Taxpayers repaying tractors loan until 2042

Taxpayers in 2017 started repaying the $50 million (about K37 billion) the Malawi Government borrowed from India in 2011 to mechanise agriculture but ended up benefitting selected individuals, it has emerged.

In an interview yesterday after his appearance before Parliament’s Public Accounts Committee (PAC) inquiry into the controversial tractors deal, Secretary to the Treasury Cliff Chiunda said government is paying back the loan at an annual interest of two percent. He said the loan will be repaid over 25 years effective 2017.

Chiunda: Government is paying back

He said: “The loan had a grace period of five years from 2011 so after that we started repaying with two percent interest. It is a concessional loan.”

Chiunda said the controversial tractors constitute $9 million (K6 billion) and after the disposal of some of the units, government expected to raise K415.9 million but has collected K383.8 million to date. He said the proceeds were deposited into the government consolidated Account Number One.

“Cabinet approved the sale of the tractors and the ministry followed all procedures of public asset disposal as required,” he said.

PAC vice-chairperson Noah Chimpeni has since deemed the loan as a burden on Malawians.

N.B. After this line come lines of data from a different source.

//! Vertical layout tracking for paged documents.
//!
//! The writer only sees blocks, so pagination is decided here by
//! estimating how far down the page each block pushes the cursor.

use crate::render::{ChartImage, DocumentBlock};

/// Cursor position at the top of every page.
pub const TOP_MARGIN: f32 = 50.0;
/// Height reserved for an embedded chart.
pub const CHART_HEIGHT: f32 = 250.0;
/// A chart starting below this point moves to a new page.
pub const CHART_BREAK_THRESHOLD: f32 = 500.0;
/// A section ending below this point is followed by a page break.
pub const SECTION_BREAK_THRESHOLD: f32 = 650.0;

const LINE_HEIGHT: f32 = 14.0;
const BLOCK_GAP: f32 = 10.0;
const CHART_GAP: f32 = 20.0;

/// Accumulates blocks while tracking the vertical cursor.
#[derive(Debug, Clone)]
pub struct PageLayout {
    blocks: Vec<DocumentBlock>,
    cursor: f32,
}

impl Default for PageLayout {
    fn default() -> Self {
        Self::new()
    }
}

impl PageLayout {
    /// An empty layout positioned at the top margin.
    pub fn new() -> Self {
        Self {
            blocks: Vec::new(),
            cursor: TOP_MARGIN,
        }
    }

    /// Current distance from the top of the page.
    pub fn cursor(&self) -> f32 {
        self.cursor
    }

    /// Adds a heading.
    pub fn heading(&mut self, level: u8, text: impl Into<String>) {
        self.cursor += match level {
            0 | 1 => 40.0,
            2 => 28.0,
            _ => 22.0,
        };
        self.blocks.push(DocumentBlock::Heading {
            level,
            text: text.into(),
        });
    }

    /// Adds a paragraph; each embedded newline counts as a line.
    pub fn paragraph(&mut self, text: impl Into<String>) {
        let text = text.into();
        let lines = text.lines().count().max(1) as f32;
        self.cursor += lines * LINE_HEIGHT + BLOCK_GAP;
        self.blocks.push(DocumentBlock::Paragraph(text));
    }

    /// Adds a chart, first breaking the page if the cursor is too low to
    /// fit it.
    pub fn chart(&mut self, image: ChartImage) {
        if self.cursor > CHART_BREAK_THRESHOLD {
            self.page_break();
        }
        self.cursor += CHART_HEIGHT + CHART_GAP;
        self.blocks.push(DocumentBlock::Image(image));
    }

    /// Closes a section, breaking the page if little room is left.
    pub fn end_section(&mut self) {
        if self.cursor > SECTION_BREAK_THRESHOLD {
            self.page_break();
        }
    }

    /// Starts a new page.
    pub fn page_break(&mut self) {
        self.blocks.push(DocumentBlock::PageBreak);
        self.cursor = TOP_MARGIN;
    }

    /// The accumulated blocks.
    pub fn into_blocks(self) -> Vec<DocumentBlock> {
        self.blocks
    }
}
//! Persistence operations for time series.

use std::collections::{BTreeMap, BTreeSet};

use beacon_db::StoreError;
use beacon_types::EpochMillis;
use rusqlite::{params, Connection, OptionalExtension};
use serde::{Deserialize, Serialize};

/// Labels attached to a series at creation.
pub type Labels = BTreeMap<String, String>;

/// One `(timestamp, value)` point of a series.
#[derive(Debug, Clone, Copy, PartialEq, Serialize, Deserialize)]
pub struct Sample {
    /// Sample time in epoch milliseconds.
    pub timestamp: EpochMillis,
    /// Sample value.
    pub value: f64,
}

/// A sample destined for a named series.
#[derive(Debug, Clone, PartialEq)]
pub struct SampleWrite {
    /// Series key.
    pub key: String,
    /// Sample time in epoch milliseconds.
    pub timestamp: EpochMillis,
    /// Sample value.
    pub value: f64,
    /// Labels used if this write creates the series.
    pub labels: Labels,
}

/// A sample that could not be written during the per-sample fallback.
#[derive(Debug, Clone, PartialEq, Eq, Serialize)]
pub struct SampleError {
    /// Position of the sample in the submitted batch.
    pub index: usize,
    /// Series key of the failed sample.
    pub key: String,
    /// The underlying error message.
    pub message: String,
}

/// Result of [`append_batch`].
#[derive(Debug, Clone, Default, PartialEq, Serialize)]
pub struct BatchOutcome {
    /// Number of samples written.
    pub inserted: usize,
    /// Samples that failed, in batch order.
    pub errors: Vec<SampleError>,
}

impl BatchOutcome {
    /// True when every sample was written.
    pub fn is_complete(&self) -> bool {
        self.errors.is_empty()
    }
}

/// Metadata about one series.
#[derive(Debug, Clone, PartialEq, Serialize)]
#[serde(rename_all = "camelCase")]
pub struct SeriesInfo {
    /// Series key.
    pub key: String,
    /// Labels recorded when the series was created.
    pub labels: Labels,
    /// Creation time in epoch milliseconds.
    pub created_at: EpochMillis,
    /// Number of stored samples.
    pub sample_count: i64,
    /// Earliest sample time.
    pub first_timestamp: Option<EpochMillis>,
    /// Latest sample time.
    pub last_timestamp: Option<EpochMillis>,
}

/// Appends one sample, creating the series first if it does not exist.
///
/// Creating an existing series is a no-op; its original labels are kept.
///
/// # Errors
///
/// Returns `StoreError` on SQL failure.
pub fn append(
    conn: &Connection,
    key: &str,
    timestamp: EpochMillis,
    value: f64,
    labels: &Labels,
) -> Result<(), StoreError> {
    let labels_json = serde_json::to_string(labels)?;
    conn.execute(
        "INSERT INTO ts_series (series_key, labels_json, created_at)
         VALUES (?1, ?2, ?3)
         ON CONFLICT(series_key) DO NOTHING",
        params![key, labels_json, chrono::Utc::now().timestamp_millis()],
    )?;
    conn.execute(
        "INSERT INTO ts_samples (series_key, ts, value) VALUES (?1, ?2, ?3)",
        params![key, timestamp, value],
    )?;
    Ok(())
}

/// Appends a batch of samples with a two-phase strategy.
///
/// Phase one writes the whole batch in a single transaction. If any write
/// fails the transaction is rolled back and phase two appends each sample
/// on its own, collecting failures instead of stopping at the first one.
pub fn append_batch(conn: &Connection, samples: &[SampleWrite]) -> BatchOutcome {
    if samples.is_empty() {
        return BatchOutcome::default();
    }

    match append_all(conn, samples) {
        Ok(()) => BatchOutcome {
            inserted: samples.len(),
            errors: Vec::new(),
        },
        Err(e) => {
            tracing::warn!(
                count = samples.len(),
                error = %e,
                "batch append failed, falling back to individual appends"
            );
            append_each(conn, samples)
        }
    }
}

fn append_all(conn: &Connection, samples: &[SampleWrite]) -> Result<(), StoreError> {
    let tx = conn.unchecked_transaction()?;
    for sample in samples {
        append(&tx, &sample.key, sample.timestamp, sample.value, &sample.labels)?;
    }
    tx.commit()?;
    Ok(())
}

fn append_each(conn: &Connection, samples: &[SampleWrite]) -> BatchOutcome {
    let mut outcome = BatchOutcome::default();
    for (index, sample) in samples.iter().enumerate() {
        match append(conn, &sample.key, sample.timestamp, sample.value, &sample.labels) {
            Ok(()) => outcome.inserted += 1,
            Err(e) => {
                tracing::error!(index, key = %sample.key, error = %e, "sample append failed");
                outcome.errors.push(SampleError {
                    index,
                    key: sample.key.clone(),
                    message: e.to_string(),
                });
            }
        }
    }
    outcome
}

/// Returns the samples of `key` with `from <= timestamp <= to`, oldest
/// first.
///
/// Samples sharing a timestamp keep their append order. An unknown key or
/// an empty (or inverted) range yields an empty vector.
///
/// # Errors
///
/// Returns `StoreError` on SQL failure.
pub fn query_range(
    conn: &Connection,
    key: &str,
    from: EpochMillis,
    to: EpochMillis,
) -> Result<Vec<Sample>, StoreError> {
    if from > to {
        return Ok(Vec::new());
    }

    let mut stmt = conn.prepare(
        "SELECT ts, value FROM ts_samples
         WHERE series_key = ?1 AND ts >= ?2 AND ts <= ?3
         ORDER BY ts ASC, id ASC",
    )?;
    let rows = stmt.query_map(params![key, from, to], |row| {
        Ok(Sample {
            timestamp: row.get(0)?,
            value: row.get(1)?,
        })
    })?;

    let mut samples = Vec::new();
    for row in rows {
        samples.push(row?);
    }
    Ok(samples)
}

/// Returns every series key starting with `prefix`.
///
/// # Errors
///
/// Returns `StoreError` on SQL failure.
pub fn list_keys(conn: &Connection, prefix: &str) -> Result<BTreeSet<String>, StoreError> {
    // substr() keeps `%` and `_` in the prefix literal, unlike LIKE.
    let mut stmt = conn.prepare(
        "SELECT series_key FROM ts_series
         WHERE substr(series_key, 1, length(?1)) = ?1",
    )?;
    let rows = stmt.query_map([prefix], |row| row.get::<_, String>(0))?;

    let mut keys = BTreeSet::new();
    for row in rows {
        keys.insert(row?);
    }
    Ok(keys)
}

/// Returns metadata for `key`, or `None` if the series does not exist.
///
/// # Errors
///
/// Returns `StoreError` on SQL failure or if the stored labels are corrupt.
pub fn series_info(conn: &Connection, key: &str) -> Result<Option<SeriesInfo>, StoreError> {
    let row = conn
        .query_row(
            "SELECT s.labels_json, s.created_at,
                    COUNT(p.id), MIN(p.ts), MAX(p.ts)
             FROM ts_series s
             LEFT JOIN ts_samples p ON p.series_key = s.series_key
             WHERE s.series_key = ?1
             GROUP BY s.series_key",
            [key],
            |row| {
                Ok((
                    row.get::<_, String>(0)?,
                    row.get::<_, i64>(1)?,
                    row.get::<_, i64>(2)?,
                    row.get::<_, Option<i64>>(3)?,
                    row.get::<_, Option<i64>>(4)?,
                ))
            },
        )
        .optional()?;

    let Some((labels_json, created_at, sample_count, first_timestamp, last_timestamp)) = row else {
        return Ok(None);
    };

    Ok(Some(SeriesInfo {
        key: key.to_string(),
        labels: serde_json::from_str(&labels_json)?,
        created_at,
        sample_count,
        first_timestamp,
        last_timestamp,
    }))
}
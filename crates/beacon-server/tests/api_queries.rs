//! HTTP tests for the read-only query surface.

use std::collections::BTreeMap;
use std::sync::Arc;
use std::time::Duration;

use axum::{
    body::Body,
    http::{header, Request, StatusCode},
    Router,
};
use beacon_channel::BroadcastTransport;
use beacon_db::{create_pool, run_migrations, DbRuntimeSettings, MEMORY_PATH};
use beacon_eventlog::LogRecord;
use beacon_server::config::Config;
use beacon_server::{app, AppState};
use beacon_timeseries::Labels;
use beacon_types::{Event, EventPayload};
use serde_json::Value;
use tower::ServiceExt; // for oneshot

fn make_state() -> AppState {
    let pool = create_pool(MEMORY_PATH, DbRuntimeSettings::default()).expect("pool");
    run_migrations(&pool.get().expect("connection")).expect("migrations");
    AppState::new(pool, Arc::new(BroadcastTransport::default()), &Config::default())
}

async fn seed_log(state: &AppState, origin: &str, timestamp: i64, payload: EventPayload) {
    let event = Event::new(origin, timestamp, payload, BTreeMap::new()).expect("valid event");
    state
        .event_log
        .insert(LogRecord::new(event, timestamp + 1))
        .await
        .expect("insert");
}

async fn get(router: Router, uri: &str) -> (StatusCode, Vec<u8>, Option<String>) {
    let response = router
        .oneshot(Request::builder().uri(uri).body(Body::empty()).unwrap())
        .await
        .unwrap();
    let status = response.status();
    let content_type = response
        .headers()
        .get(header::CONTENT_TYPE)
        .and_then(|v| v.to_str().ok())
        .map(str::to_string);
    let body = axum::body::to_bytes(response.into_body(), usize::MAX)
        .await
        .unwrap();
    (status, body.to_vec(), content_type)
}

async fn get_json(router: Router, uri: &str) -> (StatusCode, Value) {
    let (status, body, _) = get(router, uri).await;
    (status, serde_json::from_slice(&body).expect("JSON body"))
}

#[tokio::test]
async fn health_check_returns_ok() {
    let (status, json) = get_json(app(make_state()), "/health").await;
    assert_eq!(status, StatusCode::OK);
    assert_eq!(json["status"], "ok");
    assert_eq!(json["version"], env!("CARGO_PKG_VERSION"));
    assert!(json.get("subscriber").is_none());
}

#[tokio::test]
async fn health_reports_attached_subscriber() {
    let state = make_state();
    let transport = Arc::new(BroadcastTransport::default());
    let subscriber = state.subscriber(transport, &Config::default());
    let state = state.with_subscriber(&subscriber);

    let (_, json) = get_json(app(state), "/health").await;
    assert_eq!(json["subscriber"]["state"], "disconnected");
    assert_eq!(json["subscriber"]["counters"]["received"], 0);
}

#[tokio::test]
async fn log_query_paginates_under_filter() {
    let state = make_state();
    for t in 1..=15 {
        let payload = EventPayload::error_occurred("boom", "fetch", None).unwrap();
        seed_log(&state, "svc-a", t * 100, payload).await;
    }
    for t in 1..=5 {
        seed_log(&state, "svc-b", t * 100 + 50, EventPayload::data_fetched(None, None, None)).await;
    }

    let (status, json) = get_json(
        app(state),
        "/api/logs?eventType=ERROR_OCCURRED&page=1&limit=10",
    )
    .await;
    assert_eq!(status, StatusCode::OK);

    let records = json["records"].as_array().expect("records array");
    assert_eq!(records.len(), 10);
    assert!(records.iter().all(|r| r["eventType"] == "ERROR_OCCURRED"));
    let times: Vec<i64> = records
        .iter()
        .map(|r| r["timestamp"].as_i64().unwrap())
        .collect();
    assert!(times.windows(2).all(|w| w[0] > w[1]));
    assert_eq!(times[0], 1_500);
    assert_eq!(json["total"], 15);
    assert_eq!(json["totalPages"], 2);
    assert_eq!(json["pageSize"], 10);
    assert_eq!(records[0]["receivedAt"], 1_501);
}

#[tokio::test]
async fn log_query_filters_by_service_and_dates() {
    let state = make_state();
    seed_log(&state, "svc-a", 1_000, EventPayload::data_fetched(None, None, None)).await;
    seed_log(&state, "svc-b", 2_000, EventPayload::data_fetched(None, None, None)).await;
    seed_log(&state, "svc-b", 3_000, EventPayload::data_fetched(None, None, None)).await;

    let (status, json) = get_json(
        app(state),
        "/api/logs?serviceId=svc-b&startDate=1970-01-01T00:00:01.500Z&endDate=2500",
    )
    .await;
    assert_eq!(status, StatusCode::OK);
    assert_eq!(json["total"], 1);
    assert_eq!(json["records"][0]["timestamp"], 2_000);
}

#[tokio::test]
async fn log_query_rejects_bad_parameters() {
    let router = app(make_state());

    let (status, json) = get_json(router.clone(), "/api/logs?eventType=NOPE").await;
    assert_eq!(status, StatusCode::BAD_REQUEST);
    assert!(json["error"].as_str().unwrap().contains("NOPE"));

    let (status, json) = get_json(router, "/api/logs?startDate=yesterday").await;
    assert_eq!(status, StatusCode::BAD_REQUEST);
    assert!(json["error"].as_str().unwrap().starts_with("startDate"));
}

#[tokio::test]
async fn log_stats_group_by_kind_and_origin() {
    let state = make_state();
    seed_log(&state, "svc-a", 100, EventPayload::data_fetched(None, None, None)).await;
    seed_log(&state, "svc-a", 200, EventPayload::data_fetched(None, None, None)).await;
    seed_log(
        &state,
        "svc-b",
        300,
        EventPayload::search_performed("", Some(0), None, None, None),
    )
    .await;

    let (status, json) = get_json(app(state), "/api/logs/stats?startDate=0&endDate=250").await;
    assert_eq!(status, StatusCode::OK);
    assert_eq!(json["totalCount"], 2);
    assert_eq!(json["countByKind"][0]["key"], "DATA_FETCHED");
    assert_eq!(json["countByKind"][0]["count"], 2);
    assert_eq!(json["countByOrigin"].as_array().unwrap().len(), 1);
}

#[tokio::test]
async fn recent_logs_respect_limit() {
    let state = make_state();
    for t in 1..=5 {
        seed_log(&state, "svc-a", t, EventPayload::data_fetched(None, None, None)).await;
    }

    let (status, json) = get_json(app(state), "/api/logs/recent?limit=3").await;
    assert_eq!(status, StatusCode::OK);
    assert_eq!(json["count"], 3);
    assert_eq!(json["records"][0]["timestamp"], 5);
}

async fn seed_series(state: &AppState) {
    let key = "ts:events:DATA_FETCHED:records";
    for (t, v) in [(10, 1.0), (20, 2.0), (30, 3.0)] {
        state.series.append(key, t, v, Labels::new()).await.unwrap();
    }
    state
        .series
        .append("ts:events:ERROR_OCCURRED:count", 20, 1.0, Labels::new())
        .await
        .unwrap();
}

#[tokio::test]
async fn timeseries_keys_are_listed() {
    let state = make_state();
    seed_series(&state).await;

    let (status, json) = get_json(app(state), "/api/timeseries/keys").await;
    assert_eq!(status, StatusCode::OK);
    assert_eq!(
        json["keys"],
        serde_json::json!(["ts:events:DATA_FETCHED:records", "ts:events:ERROR_OCCURRED:count"])
    );
}

#[tokio::test]
async fn timeseries_range_is_inclusive() {
    let state = make_state();
    seed_series(&state).await;

    let (status, json) = get_json(
        app(state),
        "/api/timeseries?key=ts:events:DATA_FETCHED:records&startDate=15&endDate=30",
    )
    .await;
    assert_eq!(status, StatusCode::OK);
    assert_eq!(
        json["samples"],
        serde_json::json!([
            { "timestamp": 20, "value": 2.0 },
            { "timestamp": 30, "value": 3.0 }
        ])
    );
}

#[tokio::test]
async fn timeseries_requires_key() {
    let (status, json) = get_json(app(make_state()), "/api/timeseries?startDate=0").await;
    assert_eq!(status, StatusCode::BAD_REQUEST);
    assert!(json["error"].as_str().unwrap().contains("key"));
}

#[tokio::test]
async fn all_timeseries_are_returned_for_window() {
    let state = make_state();
    seed_series(&state).await;

    let (status, json) = get_json(app(state), "/api/timeseries/all?startDate=0&endDate=15").await;
    assert_eq!(status, StatusCode::OK);
    assert_eq!(
        json["series"]["ts:events:DATA_FETCHED:records"],
        serde_json::json!([{ "timestamp": 10, "value": 1.0 }])
    );
    assert_eq!(
        json["series"]["ts:events:ERROR_OCCURRED:count"],
        serde_json::json!([])
    );
}

#[tokio::test]
async fn report_renders_html() {
    let state = make_state();
    seed_series(&state).await;

    let (status, body, content_type) = get(app(state), "/api/reports?startDate=0&endDate=3600000").await;
    assert_eq!(status, StatusCode::OK);
    assert!(content_type.unwrap().starts_with("text/html"));
    let html = String::from_utf8(body).unwrap();
    assert!(html.contains("Event Analytics Report"));
    assert!(html.contains("Data Fetched - Records"));
    assert!(html.contains("Error Occurred - Count"));
}

#[tokio::test]
async fn report_rejects_reversed_window() {
    let (status, json) =
        get_json(app(make_state()), "/api/reports?startDate=2000&endDate=1000").await;
    assert_eq!(status, StatusCode::BAD_REQUEST);
    assert!(json["error"].is_string());
}

#[tokio::test]
async fn report_times_out_with_gateway_timeout() {
    let mut state = make_state();
    seed_series(&state).await;
    state.report_timeout = Duration::ZERO;

    let (status, json) = get_json(app(state), "/api/reports?startDate=0&endDate=100").await;
    assert_eq!(status, StatusCode::GATEWAY_TIMEOUT);
    assert!(json["error"].as_str().unwrap().contains("timed out"));
}

#[tokio::test]
async fn report_rejects_out_of_range_window() {
    let (status, json) = get_json(
        app(make_state()),
        "/api/reports?startDate=-9223372036854775808&endDate=9223372036854775807",
    )
    .await;
    assert_eq!(status, StatusCode::BAD_REQUEST);
    assert!(json["error"].is_string());
}

#[tokio::test]
async fn timeseries_rejects_out_of_range_window() {
    let (status, _) = get_json(
        app(make_state()),
        "/api/timeseries/all?startDate=0&endDate=9223372036854775807",
    )
    .await;
    assert_eq!(status, StatusCode::BAD_REQUEST);
}

#[tokio::test]
async fn series_info_describes_a_series() {
    let state = make_state();
    seed_series(&state).await;

    let (status, json) = get_json(
        app(state),
        "/api/timeseries/info?key=ts:events:DATA_FETCHED:records",
    )
    .await;
    assert_eq!(status, StatusCode::OK);
    assert_eq!(json["key"], "ts:events:DATA_FETCHED:records");
    assert_eq!(json["sampleCount"], 3);
    assert_eq!(json["firstTimestamp"], 10);
    assert_eq!(json["lastTimestamp"], 30);
}

#[tokio::test]
async fn series_info_for_unknown_or_missing_key() {
    let router = app(make_state());

    let (status, json) = get_json(router.clone(), "/api/timeseries/info?key=ts:events:NOPE:count").await;
    assert_eq!(status, StatusCode::NOT_FOUND);
    assert!(json["error"].as_str().unwrap().contains("ts:events:NOPE:count"));

    let (status, _) = get_json(router, "/api/timeseries/info").await;
    assert_eq!(status, StatusCode::BAD_REQUEST);
}
//! Built-in HTML document writer.

use base64::engine::general_purpose::STANDARD;
use base64::Engine;

use crate::error::RenderError;
use crate::render::{escape_markup, DocumentBlock, DocumentWriter};

const STYLES: &str = r#"body { font-family: Helvetica, Arial, sans-serif; margin: 50px; color: #111; }
h1 { text-align: center; font-size: 24px; }
h2 { font-size: 16px; text-decoration: underline; margin-top: 28px; }
p { font-size: 12px; white-space: pre-line; }
figure { margin: 12px 0; text-align: center; }
figure img { max-width: 500px; max-height: 250px; }
.page-break { page-break-after: always; break-after: page; }
@media screen { .page-break { border-top: 1px dashed #bbb; margin: 24px 0; } }"#;

/// Writes a self-contained, printable HTML page.
///
/// Images are inlined as base64 data URIs so the artifact has no
/// external references.
#[derive(Debug, Clone, Copy, Default)]
pub struct HtmlDocumentWriter;

impl DocumentWriter for HtmlDocumentWriter {
    fn content_type(&self) -> &'static str {
        "text/html; charset=utf-8"
    }

    fn write(&self, blocks: &[DocumentBlock]) -> Result<Vec<u8>, RenderError> {
        let title = blocks
            .iter()
            .find_map(|block| match block {
                DocumentBlock::Heading { text, .. } => Some(text.as_str()),
                _ => None,
            })
            .unwrap_or("Report");

        let mut body = String::new();
        for block in blocks {
            match block {
                DocumentBlock::Heading { level, text } => {
                    let level = (*level).clamp(1, 6);
                    body.push_str(&format!("<h{level}>{}</h{level}>\n", escape_markup(text)));
                }
                DocumentBlock::Paragraph(text) => {
                    body.push_str(&format!("<p>{}</p>\n", escape_markup(text)));
                }
                DocumentBlock::Image(image) => {
                    body.push_str(&format!(
                        "<figure><img src=\"data:{};base64,{}\" alt=\"chart\"></figure>\n",
                        image.mime_type,
                        STANDARD.encode(&image.data),
                    ));
                }
                DocumentBlock::PageBreak => body.push_str("<div class=\"page-break\"></div>\n"),
            }
        }

        let html = format!(
            r#"<!DOCTYPE html>
<html lang="en">
<head>
<meta charset="utf-8">
<title>{title}</title>
<style>
{STYLES}
</style>
</head>
<body>
{body}</body>
</html>
"#,
            title = escape_markup(title),
        );
        Ok(html.into_bytes())
    }
}
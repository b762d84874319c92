//! Append-only numeric time-series store.
//!
//! The publisher mirrors the numeric fields of every event into named
//! series (`ts:events:{KIND}:{metric}`); the reporting engine reads them
//! back over a window. A series is created lazily by its first sample and
//! creating it again is a no-op, so writers never coordinate.
//!
//! Operations come in two forms: synchronous functions over a
//! `rusqlite::Connection` (used inside transactions and tests) and the
//! pooled [`TimeSeriesStore`] handle for async callers.

mod handle;
mod key;
mod store;

pub use handle::TimeSeriesStore;
pub use key::{series_key, SeriesMetric, SERIES_PREFIX};
pub use store::{
    append, append_batch, list_keys, query_range, series_info, BatchOutcome, Labels, Sample,
    SampleError, SampleWrite, SeriesInfo,
};

#[cfg(test)]
mod tests;
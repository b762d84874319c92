//! Error types for report generation.

use beacon_db::StoreError;
use beacon_types::EpochMillis;
use thiserror::Error;

/// A chart or document could not be produced.
#[derive(Debug, Clone, PartialEq, Error)]
pub enum RenderError {
    /// There were no labels or no series to draw.
    #[error("chart has no data to draw")]
    EmptyChart,

    /// A series does not have one value per label.
    #[error("series '{series}' has {actual} values for {expected} labels")]
    LengthMismatch {
        /// Name of the offending series.
        series: String,
        /// Number of labels.
        expected: usize,
        /// Number of values in the series.
        actual: usize,
    },

    /// A series contains NaN or an infinity.
    #[error("series '{0}' contains a non-finite value")]
    NonFinite(String),

    /// A pluggable renderer or writer failed for its own reasons.
    #[error("render backend failed: {0}")]
    Backend(String),
}

/// Report generation failed as a whole.
///
/// Failures confined to a single series never surface here; they leave a
/// gap or a placeholder in the report instead.
#[derive(Debug, Error)]
pub enum ReportError {
    /// Series discovery failed, so nothing could be reported.
    #[error("time-series store unavailable: {0}")]
    Store(#[from] StoreError),

    /// The requested window ends before it starts or lies outside the
    /// calendar range.
    #[error("invalid report window [{from}, {to}]: start must not be after end and both must be valid dates")]
    InvalidWindow {
        /// Requested start.
        from: EpochMillis,
        /// Requested end.
        to: EpochMillis,
    },

    /// Generation was cancelled before it finished.
    #[error("report generation cancelled")]
    Cancelled,

    /// The document writer rejected the assembled blocks.
    #[error("document rendering failed: {0}")]
    Document(#[from] RenderError),
}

“During the week, we have been meeting various officials in government as regards the disposal of the equipment. It is sad that the disposal wasn’t beneficial to Malawians as just a few individuals benefitted.

“After the inquiry, we will come back with our position as a committee, but to say the truth, the disposal was not well thought of and a flop,” he said.

The loan was meant to mechanise agriculture and included purchase of 177 tractors and 144 maize shellers, 90 tipping trailers and 48 seed-cum-fertiliser drilling machines.

The tractors were meant for distribution to agriculture development divisions (ADDs) to enable smallholder farmers graduate to mechanisation by hiring the equipment.

Out of the total implements procured, 69 tractors, 15 trailers, 70 maize shellers and 17 seed-cum-fertiliser machines were offered for sale in August 2014.

During the inquiry, it emerged that the tractors were sold at an average price of K5.6 million against a potential price of K10 million because authorities used the exchange rate used during the purchase instead of the prevailing one at the time of the sale.

PAC’s inquiry comes against a background of a High Court case where two principal secretaries (for Agriculture, Irrigation and Water Development; and Finance, Economic Planning and Development) were convicted for contempt of court after they purportedly ignored a court order to issue a public apology to Malawians for alleged maladministration and flawed disposal of the equipment.

However, the High Court later set aside the earlier conviction to hear the two principal secretaries’ side of the story.

The case followed an Ombudsman report after a smallholder farmer in Rumphi and former Dedza East legislator Juliana Lunguzi lodged complaints about the sale of farm equipment dubbed Tractorgate.